- DIRECTIONS: Every entry that follows needs to be repeated exactly.

- DATASET RECORDS:
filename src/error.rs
//! Error types for the bookshelf server

use axum::{
    http::StatusCode,
    response::{IntoResponse, Response},
};
use thiserror::Error;

pub const BOOK_EXISTS: &str = "Book with given id already exists";
pub const BOOK_NOT_PRESENT: &str = "Book with given id not present";
pub const UNSUPPORTED_METHOD: &str = "Unsupported request method";

/// Main application error type
#[derive(Error, Debug)]
pub enum AppError {
    /// Concatenated validator messages
    #[error("{0}")]
    Validation(String),

    #[error("{}", BOOK_EXISTS)]
    Conflict,

    #[error("{}", BOOK_NOT_PRESENT)]
    NotFound,

    #[error("{}", UNSUPPORTED_METHOD)]
    UnsupportedMethod,

    /// Request body could not be decoded as a book
    #[error("Malformed request body: {1}")]
    MalformedBody(StatusCode, String),
}

impl AppError {
    pub fn status(&self) -> StatusCode {
        match self {
            AppError::Validation(_) | AppError::UnsupportedMethod => StatusCode::BAD_REQUEST,
            AppError::Conflict => StatusCode::CONFLICT,
            AppError::NotFound => StatusCode::NOT_FOUND,
            AppError::MalformedBody(status, _) => *status,
        }
    }
}

impl IntoResponse for AppError {
    fn into_response(self) -> Response {
        let status = self.status();
        match self {
            AppError::MalformedBody(_, detail) => {
                tracing::warn!("Malformed request body: {}", detail);
                status.into_response()
            }
            other => (status, other.to_string()).into_response(),
        }
    }
}

/// Result type alias for application operations
pub type AppResult<T> = Result<T, AppError>;
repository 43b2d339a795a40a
//! Health check endpoint

use axum::{extract::State, Json};
use serde::Serialize;
use utoipa::ToSchema;

use crate::AppState;

#[derive(Serialize, ToSchema)]
pub struct HealthResponse {
    /// Current status of the service
    pub status: String,
    /// Version of the service
    pub version: String,
    /// Number of books currently held
    pub books: usize,
}

/// Health check endpoint
#[utoipa::path(
    get,
    path = "/health",
    tag = "health",
    responses(
        (status = 200, description = "Service is healthy", body = HealthResponse)
    )
)]
pub async fn health_check(State(state): State<AppState>) -> Json<HealthResponse> {
    Json(HealthResponse {
        status: "healthy".to_string(),
        version: env!("CARGO_PKG_VERSION").to_string(),
        books: state.services.catalog.count(),
    })
}
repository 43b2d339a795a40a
//! Business logic services

pub mod catalog;

use crate::repository::Repository;

/// Container for all services
#[derive(Clone)]
pub struct Services {
    pub catalog: catalog::CatalogService,
}

impl Services {
    /// Create all services with the given repository
    pub fn new(repository: Repository) -> Self {
        Self {
            catalog: catalog::CatalogService::new(repository),
        }
    }
}
//! Bookshelf server
//!
//! An in-memory book catalog exposed as a REST JSON API: books are created,
//! listed, fetched, replaced and deleted by their client-supplied identifier.

use std::sync::Arc;

pub mod api;
pub mod config;
pub mod error;
pub mod models;
pub mod repository;
pub mod services;

pub use config::AppConfig;
pub use error::{AppError, AppResult};

/// Application state shared across all handlers
#[derive(Clone)]
pub struct AppState {
    pub config: Arc<AppConfig>,
    pub services: Arc<services::Services>,
}

impl AppState {
    /// Build state around a repository the caller keeps a handle to
    pub fn new(config: AppConfig, repository: repository::Repository) -> Self {
        Self {
            config: Arc::new(config),
            services: Arc::new(services::Services::new(repository)),
        }
    }
}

- RESPONSE TO THE TASK:
filename src/error.rs
//! Error types for the bookshelf server

use axum::{
    http::StatusCode,
    response::{IntoResponse, Response},
};
use thiserror::Error;

pub const BOOK_EXISTS: &str = "Book with given id already exists";
pub const BOOK_NOT_PRESENT: &str = "Book with given id not present";
pub const UNSUPPORTED_METHOD: &str = "Unsupported request method";

/// Main application error type
#[derive(Error, Debug)]
pub enum AppError {
    /// Concatenated validator messages
    #[error("{0}")]
    Validation(String),

    #[error("{}", BOOK_EXISTS)]
    Conflict,

    #[error("{}", BOOK_NOT_PRESENT)]
    NotFound,

    #[error("{}", UNSUPPORTED_METHOD)]
    UnsupportedMethod,

    /// Request body could not be decoded as a book
    #[error("Malformed request body: {1}")]
    MalformedBody(StatusCode, String),
}

impl AppError {
    pub fn status(&self) -> StatusCode {
        match self {
            AppError::Validation(_) | AppError::UnsupportedMethod => StatusCode::BAD_REQUEST,
            AppError::Conflict => StatusCode::CONFLICT,
            AppError::NotFound => StatusCode::NOT_FOUND,
            AppError::MalformedBody(status, _) => *status,
        }
    }
}

impl IntoResponse for AppError {
    fn into_response(self) -> Response {
        let status = self.status();
        match self {
            AppError::MalformedBody(_, detail) => {
                tracing::warn!("Malformed request body: {}", detail);
                status.into_response()
            }
            other => (status, other.to_string()).into_response(),
        }
    }
}

/// Result type alias for application operations
pub type AppResult<T> = Result<T, AppError>;
repository 43b2d339a795a40a
//! Health check endpoint

use axum::{extract::State, Json};
use serde::Serialize;
use utoipa::ToSchema;

use crate::AppState;

#[derive(Serialize, ToSchema)]
pub struct HealthResponse {
    /// Current status of the service
    pub status: String,
    /// Version of the service
    pub version: String,
    /// Number of books currently held
    pub books: usize,
}

/// Health check endpoint
#[utoipa::path(
    get,
    path = "/health",
    tag = "health",
    responses(
        (status = 200, description = "Service is healthy", body = HealthResponse)
    )
)]
pub async fn health_check(State(state): State<AppState>) -> Json<HealthResponse> {
    Json(HealthResponse {
        status: "healthy".to_string(),
        version: env!("CARGO_PKG_VERSION").to_string(),
        books: state.services.catalog.count(),
    })
}
repository 43b2d339a795a40a
//! Business logic services

pub mod catalog;

use crate::repository::Repository;

/// Container for all services
#[derive(Clone)]
pub struct Services {
    pub catalog: catalog::CatalogService,
}

impl Services {
    /// Create all services with the given repository
    pub fn new(repository: Repository) -> Self {
        Self {
            catalog: catalog::CatalogService::new(repository),
        }
    }
}
//! Bookshelf server
//!
//! An in-memory book catalog exposed as a REST JSON API: books are created,
//! listed, fetched, replaced and deleted by their client-supplied identifier.

use std::sync::Arc;

pub mod api;
pub mod config;
pub mod error;
pub mod models;
pub mod repository;
pub mod services;

pub use config::AppConfig;
pub use error::{AppError, AppResult};

/// Application state shared across all handlers
#[derive(Clone)]
pub struct AppState {
    pub config: Arc<AppConfig>,
    pub services: Arc<services::Services>,
}

impl AppState {
    /// Build state around a repository the caller keeps a handle to
    pub fn new(config: AppConfig, repository: repository::Repository) -> Self {
        Self {
            config: Arc::new(config),
            services: Arc::new(services::Services::new(repository)),
        }
    }
}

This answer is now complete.